» **Work required**:
All lines up to and including the one that contains "All read operations" are to be transcribed exactly, starting from the first line of the records.

(Stored data entries)
//! Read-only access to an existing bundle.

use crate::bundle::FileBundle;
use crate::config::BundleConfig;
use crate::Result;
use std::ops::Deref;
use std::path::Path;
use tracing::info;

/// An existing bundle opened for reading.
///
/// All read operations live on [`FileBundle`], reachable through `Deref`.
/// Reads take `&self`, so one reader can be shared between threads.
/// With the read cache enabled, each read holds the cache lock until its
/// blocks are filled, so concurrent reads run one at a time.
#[derive(Debug)]
pub struct FileBundleReader {
    bundle: FileBundle,
}

impl FileBundleReader {
    /// Open the bundle in `dir` with the default configuration.
    pub fn open<P: AsRef<Path>>(dir: P) -> Result<Self> {
        Self::open_with_config(dir, &BundleConfig::default())
    }

    /// Open the bundle in `dir`.
    ///
    /// Only `path_prefix` and `read_cache` of `config` apply to readers.
    pub fn open_with_config<P: AsRef<Path>>(dir: P, config: &BundleConfig) -> Result<Self> {
        let mut bundle = FileBundle::new(dir, 0, config.path_prefix.clone())?;
        bundle.load_header()?;
        if let Some(cache) = &config.read_cache {
            bundle.enable_read_cache(cache.max_blocks, cache.block_size)?;
        }
        info!(
            "Opened bundle {} ({} segments, {} bytes)",
            bundle.path().display(),
            bundle.segment_count(),
            bundle.data_size()
        );
        Ok(Self { bundle })
    }

    /// Forget where the header and segments were originally written.
    /// Manifests built afterwards point every entry at its current path.
    pub fn clear_orig_paths(&mut self) {
        self.bundle.clear_orig_paths();
    }
}

impl Deref for FileBundleReader {
    type Target = FileBundle;

    fn deref(&self) -> &FileBundle {
        &self.bundle
    }
}
//! Packet compression envelope.
//!
//! Packets stored in bundles are zlib-compressed behind a small header
//! announcing the inflated size:
//!
//! | Offset | Size | Field |
//! |--------|------|-------|
//! | 0x00 | 4 | Magic `0x7468DEAD`, little-endian |
//! | 0x04 | 4 | Uncompressed size, little-endian |
//! | 0x08 | n | zlib stream |
//!
//! ```rust
//! use globestore_formats::compress::{compress_packet, decompress_packet};
//!
//! let packet = vec![7u8; 1000];
//! let compressed = compress_packet(&packet).expect("compression succeeds");
//! assert!(compressed.len() < packet.len());
//! assert_eq!(decompress_packet(&compressed).expect("valid envelope"), packet);
//! ```

mod error;

pub use error::{CompressError, CompressResult};

use flate2::Compression;
use flate2::read::{ZlibDecoder, ZlibEncoder};
use std::io::Read;

/// Envelope magic number.
pub const PACKET_MAGIC: u32 = 0x7468_DEAD;

/// Size of the envelope header in bytes.
pub const PACKET_HEADER_SIZE: usize = 8;

/// Maximum declared uncompressed size (64 MiB)
///
/// Quadtree packets are a few kilobytes; terrain and vector packets stay
/// well below a megabyte.
pub const MAX_DECOMPRESSION_SIZE: usize = 64 * 1024 * 1024;

/// Compress `data` into an envelope.
pub fn compress_packet(data: &[u8]) -> CompressResult<Vec<u8>> {
    let size = u32::try_from(data.len()).map_err(|_| CompressError::SizeLimit {
        size: data.len(),
        limit: u32::MAX as usize,
    })?;

    let mut out = Vec::with_capacity(PACKET_HEADER_SIZE + data.len() / 2);
    out.extend_from_slice(&PACKET_MAGIC.to_le_bytes());
    out.extend_from_slice(&size.to_le_bytes());

    let mut encoder = ZlibEncoder::new(data, Compression::default());
    encoder
        .read_to_end(&mut out)
        .map_err(|e| CompressError::CompressionError(format!("ZLib compression failed: {e}")))?;
    Ok(out)
}

/// Read the uncompressed size announced by an envelope header.
pub fn uncompressed_size(data: &[u8]) -> CompressResult<usize> {
    if data.len() < PACKET_HEADER_SIZE {
        return Err(CompressError::TooShort(data.len()));
    }
    let magic = u32::from_le_bytes([data[0], data[1], data[2], data[3]]);
    if magic != PACKET_MAGIC {
        return Err(CompressError::InvalidMagic {
            expected: PACKET_MAGIC,
            actual: magic,
        });
    }
    Ok(u32::from_le_bytes([data[4], data[5], data[6], data[7]]) as usize)
}

/// Inflate an envelope produced by [`compress_packet`].
pub fn decompress_packet(data: &[u8]) -> CompressResult<Vec<u8>> {
    let expected = uncompressed_size(data)?;
    if expected > MAX_DECOMPRESSION_SIZE {
        return Err(CompressError::SizeLimit {
            size: expected,
            limit: MAX_DECOMPRESSION_SIZE,
        });
    }

    let mut decoder = ZlibDecoder::new(&data[PACKET_HEADER_SIZE..]);
    let mut decompressed = Vec::with_capacity(expected);

    // Read in chunks to stop as soon as the declared size is exceeded
    let mut buffer = [0u8; 8192];
    loop {
        let bytes_read = decoder.read(&mut buffer).map_err(|e| {
            CompressError::CompressionError(format!("ZLib decompression failed: {e}"))
        })?;

        if bytes_read == 0 {
            break;
        }

        if decompressed.len() + bytes_read > expected {
            return Err(CompressError::SizeMismatch {
                expected,
                actual: decompressed.len() + bytes_read,
            });
        }

        decompressed.extend_from_slice(&buffer[..bytes_read]);
    }

    if decompressed.len() != expected {
        return Err(CompressError::SizeMismatch {
            expected,
            actual: decompressed.len(),
        });
    }
    Ok(decompressed)
}
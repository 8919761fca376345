//! Keyed XOR obfuscation for quadtree packets.
//!
//! Packets are compressed and then XOR-ed against a caller-supplied key.
//! The walk over the key starts at offset 16 and visits it in 8-byte runs
//! separated by 16-byte skips, wrapping back into the first 24 bytes
//! once the end of the key is reached. The transform is its own inverse.
//!
//! No key ships with this crate. Packets only interoperate with existing
//! clients and servers when both sides are given the same key bytes.
//!
//! ```rust
//! use globestore_crypto::xor::PacketCipher;
//!
//! let key: Vec<u8> = (0..=255u8).collect();
//! let cipher = PacketCipher::new(&key).expect("key is long enough");
//!
//! let mut data = b"quadtree packet".to_vec();
//! cipher.apply(&mut data);
//! assert_ne!(&data[..], b"quadtree packet");
//! cipher.apply(&mut data);
//! assert_eq!(&data[..], b"quadtree packet");
//! ```

use crate::error::CryptoError;

/// Offset into the key at which every stream starts.
const START_OFFSET: usize = 16;

/// Smallest key the stream walk can use without running off the end.
pub const MIN_KEY_SIZE: usize = 24;

/// XOR cipher bound to one key.
///
/// Unlike a keystream cipher the position in the key depends only on the
/// byte index, so one instance can encode and decode any number of
/// buffers.
#[derive(Clone)]
pub struct PacketCipher {
    key: Vec<u8>,
}

impl PacketCipher {
    /// Create a cipher for `key`.
    ///
    /// # Errors
    ///
    /// Returns `CryptoError::InvalidKeySize` if the key is shorter than
    /// [`MIN_KEY_SIZE`] bytes.
    pub fn new(key: &[u8]) -> Result<Self, CryptoError> {
        if key.len() < MIN_KEY_SIZE {
            return Err(CryptoError::InvalidKeySize {
                expected: MIN_KEY_SIZE,
                actual: key.len(),
            });
        }
        Ok(Self { key: key.to_vec() })
    }

    /// Key length in bytes.
    pub fn key_len(&self) -> usize {
        self.key.len()
    }

    /// XOR `data` in place. Applying twice restores the input.
    pub fn apply(&self, data: &mut [u8]) {
        let key_len = self.key.len();
        let mut off = START_OFFSET;
        for byte in data {
            *byte ^= self.key[off];
            off += 1;
            if off % 8 == 0 {
                off += 16;
            }
            if off >= key_len {
                off = (off + 8) % 24;
            }
        }
    }

    /// Return an encoded copy of `data`.
    pub fn encode(&self, data: &[u8]) -> Vec<u8> {
        let mut out = data.to_vec();
        self.apply(&mut out);
        out
    }

    /// Return a decoded copy of `data`.
    pub fn decode(&self, data: &[u8]) -> Vec<u8> {
        self.encode(data)
    }
}

impl std::fmt::Debug for PacketCipher {
    fn fmt(&self, f: &mut std::fmt::Formatter<'_>) -> std::fmt::Result {
        f.debug_struct("PacketCipher")
            .field("key_len", &self.key.len())
            .finish_non_exhaustive()
    }
}
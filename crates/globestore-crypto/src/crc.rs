//! CRC-32 protection for persisted records.
//!
//! Bundle headers and CRC-protected records carry a trailing 4-byte
//! little-endian CRC-32 (zlib polynomial) computed over every preceding
//! byte of the record:
//!
//! | Offset | Size | Field |
//! |--------|------|-------|
//! | 0x00 | n | Payload |
//! | n | 4 | CRC-32 of payload, little-endian |
//!
//! ```rust
//! use globestore_crypto::crc::{append_crc, verify_trailing_crc};
//!
//! let mut record = b"quadtree packet".to_vec();
//! append_crc(&mut record);
//! assert_eq!(verify_trailing_crc(&record).ok(), Some(&b"quadtree packet"[..]));
//! ```

use crate::error::CrcError;
use flate2::Crc;

/// Size in bytes of a trailing CRC field.
pub const CRC_SIZE: usize = 4;

/// Compute the CRC-32 of `data`.
pub fn crc32(data: &[u8]) -> u32 {
    let mut crc = Crc::new();
    crc.update(data);
    crc.sum()
}

/// Append the little-endian CRC-32 of the current contents.
pub fn append_crc(buf: &mut Vec<u8>) {
    let crc = crc32(buf);
    buf.extend_from_slice(&crc.to_le_bytes());
}

/// Overwrite the last [`CRC_SIZE`] bytes of `buf` with the CRC-32 of the
/// bytes before them.
pub fn fill_trailing_crc(buf: &mut [u8]) -> Result<(), CrcError> {
    if buf.len() <= CRC_SIZE {
        return Err(CrcError::TooShort { len: buf.len() });
    }
    let (payload, tail) = buf.split_at_mut(buf.len() - CRC_SIZE);
    tail.copy_from_slice(&crc32(payload).to_le_bytes());
    Ok(())
}

/// Verify the trailing CRC of `buf` and return the payload it protects.
pub fn verify_trailing_crc(buf: &[u8]) -> Result<&[u8], CrcError> {
    if buf.len() <= CRC_SIZE {
        return Err(CrcError::TooShort { len: buf.len() });
    }
    let (payload, tail) = buf.split_at(buf.len() - CRC_SIZE);
    let expected = u32::from_le_bytes([tail[0], tail[1], tail[2], tail[3]]);
    let actual = crc32(payload);
    if expected != actual {
        return Err(CrcError::Mismatch { expected, actual });
    }
    Ok(payload)
}
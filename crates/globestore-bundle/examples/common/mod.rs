#![allow(dead_code)]

use std::path::PathBuf;

/// Read the bundle directory from `GLOBESTORE_BUNDLE_PATH`.
///
/// Panics with an informative message if the variable is unset or empty.
pub fn bundle_path() -> PathBuf {
    let path = std::env::var("GLOBESTORE_BUNDLE_PATH").expect(
        "GLOBESTORE_BUNDLE_PATH environment variable not set.\n\
         Set it to a bundle directory (one containing bundle.hdr), e.g.:\n\
         export GLOBESTORE_BUNDLE_PATH=\"/gevol/assets/imagery.kip/bundle\"",
    );
    assert!(!path.is_empty(), "GLOBESTORE_BUNDLE_PATH is empty");
    let p = PathBuf::from(&path);
    assert!(p.exists(), "GLOBESTORE_BUNDLE_PATH does not exist: {path}");
    p
}

/// Number of bytes to dump, from `GLOBESTORE_DUMP_BYTES` (default 64).
pub fn dump_bytes() -> usize {
    std::env::var("GLOBESTORE_DUMP_BYTES")
        .ok()
        .and_then(|v| v.parse().ok())
        .unwrap_or(64)
}

/// Print a hex dump of `bytes`, capped at `max_bytes`.
pub fn hex_dump(bytes: &[u8], max_bytes: usize) {
    let len = bytes.len().min(max_bytes);
    for (i, chunk) in bytes[..len].chunks(16).enumerate() {
        let offset = i * 16;
        let spaced = chunk
            .iter()
            .map(|b| hex::encode([*b]))
            .collect::<Vec<_>>()
            .join(" ");
        let ascii: String = chunk
            .iter()
            .map(|b| {
                if b.is_ascii_graphic() || *b == b' ' {
                    *b as char
                } else {
                    '.'
                }
            })
            .collect();
        println!("  {offset:08x}  {spaced:<48}  {ascii}");
    }
    if bytes.len() > max_bytes {
        println!("  ... ({} more bytes)", bytes.len() - max_bytes);
    }
}
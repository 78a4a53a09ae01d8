//! Packer fingerprint rule schema.
//!
//! Rules are pure data: a packer identity, an explicit priority, and a
//! predicate tree over container entries and header anomalies. Evaluation
//! lives in the scan layer; everything here serializes, so catalogs can be
//! authored as an external JSON resource.

use serde::{Deserialize, Serialize};

use crate::core::dex::AnomalyFlags;

/// How an entry-name pattern is compared against a candidate string.
#[derive(Debug, Clone, Copy, PartialEq, Eq, Default, Serialize, Deserialize)]
#[serde(rename_all = "snake_case")]
pub enum MatchMode {
    #[default]
    Exact,
    StartsWith,
    EndsWith,
    Contains,
}

impl MatchMode {
    pub fn matches(&self, candidate: &str, pattern: &str) -> bool {
        match self {
            MatchMode::Exact => candidate == pattern,
            MatchMode::StartsWith => candidate.starts_with(pattern),
            MatchMode::EndsWith => candidate.ends_with(pattern),
            MatchMode::Contains => candidate.contains(pattern),
        }
    }
}

/// One nameable header anomaly, for use inside rule predicates.
#[derive(Debug, Clone, Copy, PartialEq, Eq, Serialize, Deserialize)]
#[serde(rename_all = "snake_case")]
pub enum AnomalyKind {
    SizeMismatch,
    ExtentOverflow,
    TableOutOfBounds,
    NonstandardHeaderSize,
    ChecksumMismatch,
}

impl AnomalyKind {
    pub fn flag(self) -> AnomalyFlags {
        match self {
            AnomalyKind::SizeMismatch => AnomalyFlags::SIZE_MISMATCH,
            AnomalyKind::ExtentOverflow => AnomalyFlags::EXTENT_OVERFLOW,
            AnomalyKind::TableOutOfBounds => AnomalyFlags::TABLE_OUT_OF_BOUNDS,
            AnomalyKind::NonstandardHeaderSize => AnomalyFlags::NONSTANDARD_HEADER_SIZE,
            AnomalyKind::ChecksumMismatch => AnomalyFlags::CHECKSUM_MISMATCH,
        }
    }
}

/// A structured condition over one package.
///
/// `EntryName` compares against the basename of each archive entry,
/// `EntryPath` against the full stored path; both default to exact matching.
/// `EntryContent` checks for a byte substring inside the first entry with the
/// given path, and only that check ever inflates entry data.
#[derive(Debug, Clone, PartialEq, Serialize, Deserialize)]
#[serde(tag = "type", rename_all = "snake_case")]
pub enum Predicate {
    EntryName {
        pattern: String,
        #[serde(rename = "match", default)]
        match_mode: MatchMode,
    },
    EntryPath {
        pattern: String,
        #[serde(rename = "match", default)]
        match_mode: MatchMode,
    },
    EntryContent {
        entry: String,
        needle: String,
    },
    HeaderAnomaly {
        flag: AnomalyKind,
    },
    DexAbsent,
    AllOf {
        conditions: Vec<Predicate>,
    },
    AnyOf {
        conditions: Vec<Predicate>,
    },
}

impl Predicate {
    /// Short human-readable rendering used in verdict evidence.
    pub fn describe(&self) -> String {
        match self {
            Predicate::EntryName {
                pattern,
                match_mode,
            } => format!("entry name {} '{}'", mode_word(match_mode), pattern),
            Predicate::EntryPath {
                pattern,
                match_mode,
            } => format!("entry path {} '{}'", mode_word(match_mode), pattern),
            Predicate::EntryContent { entry, needle } => {
                format!("entry '{}' contains '{}'", entry, needle)
            }
            Predicate::HeaderAnomaly { flag } => format!("header anomaly {:?}", flag),
            Predicate::DexAbsent => "primary DEX absent or unparseable".to_string(),
            Predicate::AllOf { conditions } => {
                let parts: Vec<String> = conditions.iter().map(|c| c.describe()).collect();
                format!("all of [{}]", parts.join("; "))
            }
            Predicate::AnyOf { conditions } => {
                let parts: Vec<String> = conditions.iter().map(|c| c.describe()).collect();
                format!("any of [{}]", parts.join("; "))
            }
        }
    }
}

fn mode_word(mode: &MatchMode) -> &'static str {
    match mode {
        MatchMode::Exact => "is",
        MatchMode::StartsWith => "starts with",
        MatchMode::EndsWith => "ends with",
        MatchMode::Contains => "contains",
    }
}

/// One packer's fingerprint: identity, evaluation priority, predicate.
///
/// Lower priority values are evaluated first; the catalog rejects duplicate
/// priorities at construction time.
#[derive(Debug, Clone, PartialEq, Serialize, Deserialize)]
pub struct SignatureRule {
    pub packer_id: String,
    pub priority: u32,
    pub predicate: Predicate,
}
//! Scan runtime: bounded reading, parsing, and rule evaluation.
//!
//! Everything here is synchronous and stateless across calls; the only
//! shared structure is the read-only signature catalog.

pub mod builtin;
pub mod catalog;
pub mod classifier;
pub mod config;
pub mod container;
pub mod dex;
pub mod reader;

// Re-export the working surface for convenience
pub use builtin::builtin_catalog;
pub use catalog::SignatureCatalog;
pub use classifier::Classifier;
pub use config::ScanConfig;
pub use container::{ApkListing, EntryInfo};
pub use dex::{parse, ParsedDex};
pub use reader::Reader;
//! Logging and tracing infrastructure for dexprobe.
//!
//! This module provides structured logging using the tracing crate,
//! with support for different output formats and filtering.

use std::sync::Once;
#[allow(unused_imports)]
use tracing::{debug, error, info, trace, warn};
use tracing_subscriber::{
    fmt::{self, format::FmtSpan},
    layer::SubscriberExt,
    util::SubscriberInitExt,
    EnvFilter,
};

static INIT: Once = Once::new();

/// Initialize the global tracing subscriber.
///
/// This should be called once at program startup.
/// Subsequent calls are ignored.
pub fn init_tracing() {
    INIT.call_once(|| {
        let env_filter =
            EnvFilter::try_from_default_env().unwrap_or_else(|_| EnvFilter::new("info"));

        let fmt_layer = fmt::layer()
            .with_span_events(FmtSpan::CLOSE)
            .with_target(true)
            .with_file(true)
            .with_line_number(true);

        tracing_subscriber::registry()
            .with(env_filter)
            .with(fmt_layer)
            .init();

        info!("dexprobe tracing initialized");
    });
}

/// Initialize tracing with JSON output for structured logging.
pub fn init_tracing_json() {
    INIT.call_once(|| {
        let env_filter =
            EnvFilter::try_from_default_env().unwrap_or_else(|_| EnvFilter::new("info"));

        let fmt_layer = fmt::layer()
            .json()
            .with_span_events(FmtSpan::CLOSE)
            .with_target(true)
            .with_file(true)
            .with_line_number(true)
            .with_current_span(true);

        tracing_subscriber::registry()
            .with(env_filter)
            .with(fmt_layer)
            .init();

        info!("dexprobe tracing initialized (JSON mode)");
    });
}
//! Built-in fingerprint catalog for well-known Android protectors.
//!
//! Priorities are spaced by 10 so operators can splice custom rules between
//! the defaults. Where one vendor's fingerprint is a strict subset of
//! another's, the stricter rule carries the lower (earlier) priority.

use once_cell::sync::Lazy;

use crate::core::rule::{MatchMode, Predicate, SignatureRule};
use crate::scan::catalog::SignatureCatalog;

fn name_is(pattern: &str) -> Predicate {
    Predicate::EntryName {
        pattern: pattern.to_string(),
        match_mode: MatchMode::Exact,
    }
}

fn name_starts(pattern: &str) -> Predicate {
    Predicate::EntryName {
        pattern: pattern.to_string(),
        match_mode: MatchMode::StartsWith,
    }
}

fn path_is(pattern: &str) -> Predicate {
    Predicate::EntryPath {
        pattern: pattern.to_string(),
        match_mode: MatchMode::Exact,
    }
}

fn path_starts(pattern: &str) -> Predicate {
    Predicate::EntryPath {
        pattern: pattern.to_string(),
        match_mode: MatchMode::StartsWith,
    }
}

fn any_of(conditions: Vec<Predicate>) -> Predicate {
    Predicate::AnyOf { conditions }
}

fn rule(packer_id: &str, priority: u32, predicate: Predicate) -> SignatureRule {
    SignatureRule {
        packer_id: packer_id.to_string(),
        priority,
        predicate,
    }
}

static BUILTIN: Lazy<SignatureCatalog> = Lazy::new(|| {
    let rules = vec![
        rule(
            "bangcle",
            10,
            any_of(vec![
                name_is("libsecexe.so"),
                name_is("libsecmain.so"),
                name_is("libSecShell.so"),
            ]),
        ),
        rule("qihoo360", 20, name_starts("libjiagu")),
        rule(
            "tencent_legu",
            30,
            any_of(vec![
                name_starts("libshella"),
                name_is("libshell.so"),
                path_is("assets/tosversion"),
            ]),
        ),
        rule(
            "ijiami",
            40,
            any_of(vec![
                Predicate::EntryPath {
                    pattern: "ijiami.dat".to_string(),
                    match_mode: MatchMode::EndsWith,
                },
                Predicate::AllOf {
                    conditions: vec![name_is("libexec.so"), name_is("libexecmain.so")],
                },
            ]),
        ),
        rule("baidu", 50, name_starts("libbaiduprotect")),
        rule(
            "alibaba",
            60,
            any_of(vec![
                name_starts("libsgmain"),
                name_starts("libmobisec"),
                Predicate::EntryPath {
                    pattern: "aliprotect.dat".to_string(),
                    match_mode: MatchMode::EndsWith,
                },
            ]),
        ),
        rule("nqshield", 70, name_starts("libnqshield")),
        rule("naga", 80, name_is("libddog.so")),
        rule(
            "apkprotect",
            90,
            any_of(vec![
                name_is("libAPKProtect.so"),
                Predicate::EntryContent {
                    entry: "classes.dex".to_string(),
                    needle: "apkprotect.com".to_string(),
                },
            ]),
        ),
        rule("payegis", 100, name_starts("libegis")),
        rule(
            "kiwisec",
            110,
            any_of(vec![name_starts("libkwscmm"), name_is("kdpdata.so")]),
        ),
        rule("dexprotector", 120, path_starts("assets/dp.arm")),
    ];
    SignatureCatalog::new(rules).expect("built-in catalog must validate")
});

/// The default catalog shipped with the engine.
pub fn builtin_catalog() -> &'static SignatureCatalog {
    &BUILTIN
}

#[cfg(test)]
mod tests {
    use super::*;

    #[test]
    fn builtin_catalog_validates_and_is_ordered() {
        let catalog = builtin_catalog();
        assert!(catalog.len() >= 12);
        let priorities: Vec<u32> = catalog
            .rules_in_priority_order()
            .iter()
            .map(|r| r.priority)
            .collect();
        let mut sorted = priorities.clone();
        sorted.sort_unstable();
        assert_eq!(priorities, sorted);
    }

    #[test]
    fn builtin_catalog_has_one_rule_per_packer() {
        let catalog = builtin_catalog();
        let mut ids: Vec<&str> = catalog
            .rules_in_priority_order()
            .iter()
            .map(|r| r.packer_id.as_str())
            .collect();
        let before = ids.len();
        ids.sort_unstable();
        ids.dedup();
        assert_eq!(ids.len(), before);
    }
}
//! Shared fixtures for integration tests: synthetic DEX payloads and
//! in-memory APK archives.

use std::io::{Cursor, Write};

use zip::write::FileOptions;
use zip::ZipWriter;

/// Size of the fixed DEX header region.
pub const DEX_HEADER_SIZE: usize = 0x70;

/// Adler-32 as used by the DEX checksum field.
pub fn adler32(data: &[u8]) -> u32 {
    const MOD: u32 = 65_521;
    let mut a = 1u32;
    let mut b = 0u32;
    for &byte in data {
        a = (a + byte as u32) % MOD;
        b = (b + a) % MOD;
    }
    (b << 16) | a
}

/// Minimal well-formed little-endian DEX buffer with a correct checksum.
pub fn synthetic_dex(len: usize) -> Vec<u8> {
    assert!(len >= DEX_HEADER_SIZE);
    let mut buf = vec![0u8; len];
    buf[..8].copy_from_slice(b"dex\n035\0");
    put_u32(&mut buf, 0x20, len as u32); // file_size
    put_u32(&mut buf, 0x24, DEX_HEADER_SIZE as u32); // header_size
    put_u32(&mut buf, 0x28, 0x1234_5678); // endian_tag
    put_u32(&mut buf, 0x68, (len - DEX_HEADER_SIZE) as u32); // data_size
    put_u32(&mut buf, 0x6c, DEX_HEADER_SIZE as u32); // data_off
    let sum = adler32(&buf[0x0c..]);
    put_u32(&mut buf, 0x08, sum);
    buf
}

/// Same as `synthetic_dex` but with the declared file_size left disagreeing
/// with the actual buffer length (checksum still recomputed).
pub fn synthetic_dex_with_bad_file_size(len: usize, declared: u32) -> Vec<u8> {
    let mut buf = synthetic_dex(len);
    put_u32(&mut buf, 0x20, declared);
    let sum = adler32(&buf[0x0c..]);
    put_u32(&mut buf, 0x08, sum);
    buf
}

pub fn put_u32(buf: &mut [u8], off: usize, v: u32) {
    buf[off..off + 4].copy_from_slice(&v.to_le_bytes());
}

/// Build an in-memory zip archive with the given entries, in order.
pub fn build_apk(entries: &[(&str, &[u8])]) -> Vec<u8> {
    let mut writer = ZipWriter::new(Cursor::new(Vec::new()));
    let options = FileOptions::default();
    for (name, data) in entries {
        writer.start_file(name.to_string(), options).unwrap();
        writer.write_all(data).unwrap();
    }
    writer.finish().unwrap().into_inner()
}

/// Build a stored (uncompressed) zip archive by hand. Unlike `build_apk`
/// this places no restriction on entry names, so it can produce archives
/// with duplicate names the way repackaging tools do.
pub fn build_apk_stored(entries: &[(&str, &[u8])]) -> Vec<u8> {
    let mut out: Vec<u8> = Vec::new();
    let mut central: Vec<u8> = Vec::new();
    for (name, data) in entries {
        let offset = out.len() as u32;
        let crc = crc32(data);
        let name_bytes = name.as_bytes();
        // local file header
        out.extend_from_slice(&0x0403_4b50u32.to_le_bytes());
        out.extend_from_slice(&20u16.to_le_bytes()); // version needed
        out.extend_from_slice(&0u16.to_le_bytes()); // flags
        out.extend_from_slice(&0u16.to_le_bytes()); // method: stored
        out.extend_from_slice(&0u32.to_le_bytes()); // mod time/date
        out.extend_from_slice(&crc.to_le_bytes());
        out.extend_from_slice(&(data.len() as u32).to_le_bytes());
        out.extend_from_slice(&(data.len() as u32).to_le_bytes());
        out.extend_from_slice(&(name_bytes.len() as u16).to_le_bytes());
        out.extend_from_slice(&0u16.to_le_bytes()); // extra len
        out.extend_from_slice(name_bytes);
        out.extend_from_slice(data);
        // central directory record
        central.extend_from_slice(&0x0201_4b50u32.to_le_bytes());
        central.extend_from_slice(&20u16.to_le_bytes()); // version made by
        central.extend_from_slice(&20u16.to_le_bytes()); // version needed
        central.extend_from_slice(&0u16.to_le_bytes()); // flags
        central.extend_from_slice(&0u16.to_le_bytes()); // method
        central.extend_from_slice(&0u32.to_le_bytes()); // mod time/date
        central.extend_from_slice(&crc.to_le_bytes());
        central.extend_from_slice(&(data.len() as u32).to_le_bytes());
        central.extend_from_slice(&(data.len() as u32).to_le_bytes());
        central.extend_from_slice(&(name_bytes.len() as u16).to_le_bytes());
        central.extend_from_slice(&0u16.to_le_bytes()); // extra len
        central.extend_from_slice(&0u16.to_le_bytes()); // comment len
        central.extend_from_slice(&0u16.to_le_bytes()); // disk start
        central.extend_from_slice(&0u16.to_le_bytes()); // internal attrs
        central.extend_from_slice(&0u32.to_le_bytes()); // external attrs
        central.extend_from_slice(&offset.to_le_bytes());
        central.extend_from_slice(name_bytes);
    }
    let cd_offset = out.len() as u32;
    let cd_size = central.len() as u32;
    out.extend_from_slice(&central);
    // end of central directory
    out.extend_from_slice(&0x0605_4b50u32.to_le_bytes());
    out.extend_from_slice(&0u16.to_le_bytes()); // disk number
    out.extend_from_slice(&0u16.to_le_bytes()); // cd start disk
    out.extend_from_slice(&(entries.len() as u16).to_le_bytes());
    out.extend_from_slice(&(entries.len() as u16).to_le_bytes());
    out.extend_from_slice(&cd_size.to_le_bytes());
    out.extend_from_slice(&cd_offset.to_le_bytes());
    out.extend_from_slice(&0u16.to_le_bytes()); // comment len
    out
}

fn crc32(data: &[u8]) -> u32 {
    let mut crc = 0xffff_ffffu32;
    for &byte in data {
        crc ^= byte as u32;
        for _ in 0..8 {
            let mask = (crc & 1).wrapping_neg();
            crc = (crc >> 1) ^ (0xedb8_8320 & mask);
        }
    }
    !crc
}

» **Task solution**:
//! Read-only access to an existing bundle.

use crate::bundle::FileBundle;
use crate::config::BundleConfig;
use crate::Result;
use std::ops::Deref;
use std::path::Path;
use tracing::info;

/// An existing bundle opened for reading.
///
/// All read operations live on [`FileBundle`], reachable through `Deref`.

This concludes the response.